Canada’s C$2 trillion ($1.5 trillion) mortgage market is dominated by the “Big Six” major banks that include Royal Bank of Canada and TD Bank.
But for many Canadians unable to pass a rigorous test to qualify for a home loan, there has long been another option: private lenders who offer short-term mortgages at rates that are several percentage points higher than those charged by big banks.
One subset of this group of lenders – Mortgage Investment Companies (MICs) – has mushroomed in the past three years, taking on riskier deals, when record low borrowing costs pushed up mortgage demand at the peak of a housing market boom in 2022.
But as the real estate market softened in Canada over the past year while the cost of living and interest rates rose, consumers struggled to make their monthly payments, forcing many MICs to sell properties cheaply to recoup losses as homeowners defaulted and property prices declined.

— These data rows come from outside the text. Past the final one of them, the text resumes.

//! `BO_ <id> <name>: <byte_count> <sender>` plus nested `SG_` lines.

use crate::dbc::grammar::sg_;
use crate::dbc::scan::Scanner;
use crate::dbc::types::ast::{RawDatabase, RawMessage};
use crate::types::errors::LoadError;

pub(crate) fn parse(scan: &mut Scanner, raw: &mut RawDatabase) -> Result<(), LoadError> {
    scan.skip_blanks();
    let id = scan.unsigned_u32()?;
    scan.skip_blanks();
    let name = scan.identifier()?.to_string();
    scan.skip_blanks();
    scan.expect_char(b':', "':'")?;
    scan.skip_blanks();
    let byte_count = scan.unsigned_u16()?;
    scan.skip_blanks();
    let sender = scan.identifier()?.to_string();
    scan.expect_eol()?;

    // Greedily consume the signal lines belonging to this message. The
    // lookahead is the block's only backtrack: a line whose first keyword is
    // not SG_ ends the block and is re-parsed by the document loop.
    let mut signals = Vec::new();
    loop {
        let mark = scan.pos();
        scan.skip_blank_lines();
        match scan.identifier() {
            Ok("SG_") => signals.push(sg_::parse(scan)?),
            _ => {
                scan.restore(mark);
                break;
            }
        }
    }

    raw.add_message(RawMessage {
        id,
        name,
        byte_count,
        sender,
        signals,
    })
}

#[cfg(test)]
mod tests {
    use super::*;

    #[test]
    fn test_message_with_signals() {
        let text = " 64 EXTRM_TEMPS: 8 SENSOR\n\
                    \x20SG_ MAX_TEMP : 0|16@1+ (0.01,0) [0|0] \"C\" MASTER\n\
                    \x20SG_ MIN_TEMP : 16|16@1+ (0.01,0) [0|0] \"C\" MASTER\n\
                    BU_: MASTER\n";
        let mut scan = Scanner::new(text);
        let mut raw = RawDatabase::default();
        parse(&mut scan, &mut raw).unwrap();

        let message = raw.messages().next().unwrap();
        assert_eq!(message.id, 64);
        assert_eq!(message.name, "EXTRM_TEMPS");
        assert_eq!(message.byte_count, 8);
        assert_eq!(message.sender, "SENSOR");
        assert_eq!(message.signals.len(), 2);
        assert_eq!(message.signals[1].name, "MIN_TEMP");

        // The lookahead left BU_ for the document loop.
        let mut rest = scan;
        assert_eq!(rest.identifier().unwrap(), "BU_");
    }

    #[test]
    fn test_message_without_signals() {
        let mut scan = Scanner::new(" 256 HEARTBEAT: 1 MASTER\n");
        let mut raw = RawDatabase::default();
        parse(&mut scan, &mut raw).unwrap();
        assert!(raw.messages().next().unwrap().signals.is_empty());
    }

    #[test]
    fn test_duplicate_signal_name_is_fatal() {
        let text = " 64 T: 8 S\n\
                    \x20SG_ A : 0|8@1+ (1,0) [0|0] \"\" M\n\
                    \x20SG_ A : 8|8@1+ (1,0) [0|0] \"\" M\n";
        let mut raw = RawDatabase::default();
        assert!(matches!(
            parse(&mut Scanner::new(text), &mut raw),
            Err(LoadError::DuplicateSignal { message: 64, .. })
        ));
    }
}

“It is reasonable that the alternative mortgage funds today are experiencing some stress given our markets are adapting to a new normal,” said Dean Koeller, chair of the Canadian Alternative Mortgage Lenders Association.
Data from the Canada Mortgage and Housing Corp showed that nearly 1% of mortgages from private lenders were delinquent in the third quarter of 2023 compared with the industry-wide rate of 0.15%.

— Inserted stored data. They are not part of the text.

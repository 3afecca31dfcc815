//! Attribute definitions (`BA_DEF_`), defaults (`BA_DEF_DEF_`) and
//! assignments (`BA_`).
//!
//! Assignments carry raw text; they are only interpreted during model build,
//! once the matching definition is known (a valid file emits all definitions
//! before any assignment, but the accumulator does not rely on ordering).

use std::fmt;

use serde::{Deserialize, Serialize};

use crate::types::errors::LoadError;

/// The kind of object an attribute definition applies to.
#[derive(Clone, Copy, Debug, Default, PartialEq, Eq, Serialize, Deserialize)]
pub enum AttrObject {
    #[default]
    Database,
    Node,
    Message,
    Signal,
}

impl fmt::Display for AttrObject {
    fn fmt(&self, f: &mut fmt::Formatter<'_>) -> fmt::Result {
        f.write_str(match self {
            AttrObject::Database => "Database",
            AttrObject::Node => "Node",
            AttrObject::Message => "Message",
            AttrObject::Signal => "Signal",
        })
    }
}

/// Value kind and constraints of an attribute definition.
///
/// `min == max == 0` on the numeric kinds is the DBC sentinel for "no range
/// enforced", not a real `[0,0]` range. `HEX` definitions parse as `Integer`.
#[derive(Clone, Debug, PartialEq, Serialize, Deserialize)]
pub enum AttributeData {
    Integer { min: i64, max: i64 },
    Float { min: f32, max: f32 },
    String,
    Enum { values: Vec<String> },
}

/// A `BA_DEF_` line: named, typed, scoped to one object kind.
#[derive(Clone, Debug, PartialEq, Serialize, Deserialize)]
pub struct AttributeDefinition {
    pub name: String,
    pub object: AttrObject,
    pub data: AttributeData,
}

impl AttributeDefinition {
    /// Parses an assignment's text as a signed integer and range-checks it.
    ///
    /// Only meaningful for `Integer` definitions; the caller dispatches on
    /// [`AttributeData`] first.
    pub(crate) fn parse_integer(&self, min: i64, max: i64, text: &str) -> Result<i64, LoadError> {
        let value = text
            .parse::<i64>()
            .map_err(|_| LoadError::InvalidIntegerAttribute {
                name: self.name.clone(),
                text: text.to_string(),
            })?;

        if (min != 0 || max != 0) && (value < min || max < value) {
            return Err(LoadError::AttributeOutOfRange {
                name: self.name.clone(),
                object: self.object,
                text: text.to_string(),
            });
        }

        Ok(value)
    }

    /// Parses an assignment's text as a float and range-checks it.
    ///
    /// Faithful to the reference implementation, the parse *fails* when the
    /// numeric prefix consumes the entire text and succeeds only when
    /// trailing characters remain ("1.5x" resolves to 1.5, "1.5" is
    /// rejected). The check is inverted relative to the integer case; keep
    /// it that way until conformance against real `.dbc` corpora says
    /// otherwise.
    pub(crate) fn parse_float(&self, min: f32, max: f32, text: &str) -> Result<f32, LoadError> {
        let invalid = || LoadError::InvalidFloatAttribute {
            name: self.name.clone(),
            text: text.to_string(),
        };

        let (value, consumed) = float_prefix(text).ok_or_else(invalid)?;
        if consumed == text.len() {
            return Err(invalid());
        }

        if (min != 0.0 || max != 0.0) && (value < min || max < value) {
            return Err(LoadError::AttributeOutOfRange {
                name: self.name.clone(),
                object: self.object,
                text: text.to_string(),
            });
        }

        Ok(value)
    }

    /// Accepts an assignment's text only if it matches one of the allowed
    /// enum values exactly.
    pub(crate) fn parse_enum(&self, values: &[String], text: &str) -> Result<String, LoadError> {
        if values.iter().any(|v| v == text) {
            Ok(text.to_string())
        } else {
            Err(LoadError::InvalidEnumAttribute {
                name: self.name.clone(),
                text: text.to_string(),
            })
        }
    }
}

/// A `BA_DEF_DEF_` line: the default value text for a named attribute.
#[derive(Clone, Debug, PartialEq, Serialize, Deserialize)]
pub struct AttributeDefault {
    pub name: String,
    pub text: String,
}

/// Parses the leading `-?digits[.digits]` prefix of `text`.
///
/// Returns the value and the number of bytes consumed, or `None` when no
/// numeric prefix exists at all.
fn float_prefix(text: &str) -> Option<(f32, usize)> {
    let bytes = text.as_bytes();
    let mut end = 0usize;

    if bytes.first() == Some(&b'-') {
        end += 1;
    }
    let digits_start = end;
    while matches!(bytes.get(end), Some(b) if b.is_ascii_digit()) {
        end += 1;
    }
    if end == digits_start {
        return None;
    }
    if bytes.get(end) == Some(&b'.') {
        end += 1;
        while matches!(bytes.get(end), Some(b) if b.is_ascii_digit()) {
            end += 1;
        }
    }

    text[..end].parse::<f32>().ok().map(|value| (value, end))
}

#[cfg(test)]
mod tests {
    use super::*;

    fn definition(data: AttributeData) -> AttributeDefinition {
        AttributeDefinition {
            name: "GenMsgCycleTime".to_string(),
            object: AttrObject::Message,
            data,
        }
    }

    #[test]
    fn test_integer_range_check() {
        let def = definition(AttributeData::Integer { min: 0, max: 100 });
        assert_eq!(def.parse_integer(0, 100, "50").unwrap(), 50);
        assert!(matches!(
            def.parse_integer(0, 100, "150"),
            Err(LoadError::AttributeOutOfRange { .. })
        ));
    }

    #[test]
    fn test_integer_zero_zero_sentinel_disables_range() {
        let def = definition(AttributeData::Integer { min: 0, max: 0 });
        assert_eq!(def.parse_integer(0, 0, "123456").unwrap(), 123456);
        assert_eq!(def.parse_integer(0, 0, "-7").unwrap(), -7);
    }

    #[test]
    fn test_integer_requires_full_text() {
        let def = definition(AttributeData::Integer { min: 0, max: 0 });
        assert!(matches!(
            def.parse_integer(0, 0, "12x"),
            Err(LoadError::InvalidIntegerAttribute { .. })
        ));
    }

    #[test]
    fn test_float_inverted_consumption_check() {
        let def = definition(AttributeData::Float { min: 0.0, max: 0.0 });
        // Fully numeric text is rejected; trailing characters make it pass.
        assert!(matches!(
            def.parse_float(0.0, 0.0, "1.5"),
            Err(LoadError::InvalidFloatAttribute { .. })
        ));
        assert_eq!(def.parse_float(0.0, 0.0, "1.5x").unwrap(), 1.5);
        assert!(matches!(
            def.parse_float(0.0, 0.0, "CAN"),
            Err(LoadError::InvalidFloatAttribute { .. })
        ));
    }

    #[test]
    fn test_enum_exact_match() {
        let values = vec!["Yes".to_string(), "No".to_string()];
        let def = definition(AttributeData::Enum {
            values: values.clone(),
        });
        assert_eq!(def.parse_enum(&values, "No").unwrap(), "No");
        assert!(matches!(
            def.parse_enum(&values, "Maybe"),
            Err(LoadError::InvalidEnumAttribute { .. })
        ));
    }
}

The market share of newly-extended mortgages by private lenders in the first quarter of 2023 jumped to 8% from 5.3% in 2021, while the share of those lent by big banks fell to 53.8% from 62%, the data showed.

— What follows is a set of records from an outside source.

//! `NS_ :` followed by one indented keyword per line.
//!
//! The block has no terminator of its own: it extends over every following
//! line that starts with horizontal whitespace and carries an identifier.

use crate::dbc::scan::Scanner;
use crate::dbc::types::ast::RawDatabase;
use crate::types::errors::LoadError;

pub(crate) fn parse(scan: &mut Scanner, raw: &mut RawDatabase) -> Result<(), LoadError> {
    scan.skip_blanks();
    scan.expect_char(b':', "':'")?;
    scan.expect_eol()?;

    let mut requirements = Vec::new();
    loop {
        if !matches!(scan.peek(), Some(b' ' | b'\t')) {
            break;
        }
        let mark = scan.pos();
        scan.skip_blanks();
        match scan.peek() {
            Some(b) if b.is_ascii_alphabetic() || b == b'_' => {}
            _ => {
                scan.restore(mark);
                break;
            }
        }
        requirements.push(scan.identifier()?.to_string());
        scan.expect_eol()?;
    }

    raw.add_requirements(requirements)
}
use std::collections::BTreeMap;

use serde::{Deserialize, Serialize};

/// Typed attribute values resolved onto one model object.
///
/// Callers request the integer/float/string buckets independently; an
/// attribute lives in exactly the bucket matching its definition kind
/// (enum values land in `strings`).
#[derive(Clone, Debug, Default, PartialEq, Serialize, Deserialize)]
pub struct Attributes {
    pub integers: BTreeMap<String, i64>,
    pub floats: BTreeMap<String, f32>,
    pub strings: BTreeMap<String, String>,
}

impl Attributes {
    pub fn integer(&self, name: &str) -> Option<i64> {
        self.integers.get(name).copied()
    }

    pub fn float(&self, name: &str) -> Option<f32> {
        self.floats.get(name).copied()
    }

    pub fn string(&self, name: &str) -> Option<&str> {
        self.strings.get(name).map(String::as_str)
    }
}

Data provided to Reuters by Toronto-based commercial mortgage brokerage LandBank Advisors also captures some of the stress private lenders are facing.
LandBank Advisors studied over 1,000 mortgages issued between 2020 and January 2024 and found that about 90% of home buyers who were forced to sell their homes because of default in the Greater Toronto Area, Canada’s biggest real estate market, had taken out mortgages from private lenders.
MICs generated more than half of the mortgages among the 90% pushed into fire sales.
About 50 such forced sales in the Greater Toronto Area region were registered so far in 2024, compared with 558 in 2023 and 92 in 2020.
ON ALERT
In response to the rise in interest rates since March 2022, the office of the Superintendent of Financial Institutions – which regulates the country’s big banks – last year directed them to hold more capital to cover for loan defaults.
But private lenders, which are overseen by provincial governments, face fewer regulations and unlike the major banks, do not require that clients take federally-mandated mortgage tests that ensure they can make payments even if rates go up.
Superintendent of Financial Institutions Peter Routledge, whose office does not directly oversee private lenders, said this month that a “sudden proliferation of unregulated lending” would be a problem but that so far the sector was not growing in a way that gave cause for concern.
The Financial Services Regulatory Authority, which oversees mortgage brokerages, has begun campaigns to protect consumers from unaffordable, high fee mortgages and issued new guidance and tighter licensing requirements on mortgage brokerages.
“Many MICs opened up three or four years ago. The problem is they opened up… when values were at their highest and when you look at their books, a lot of their books are underwater,” Jonathan Gibson at LandBank Advisors said.
“MICs are trapped or are becoming more and more picky.”
But some well-capitalized and more experienced private lenders see M&A opportunities by rescuing struggling lenders, industry executives say.
Jesse Bobrowski, vice president of business development at Calvert Home Mortgage Investment Corporation, said his firm is on the lookout for acquisitions or loan books to buy.
“Definitely we’re looking to expand our market share,” Bobrowski said.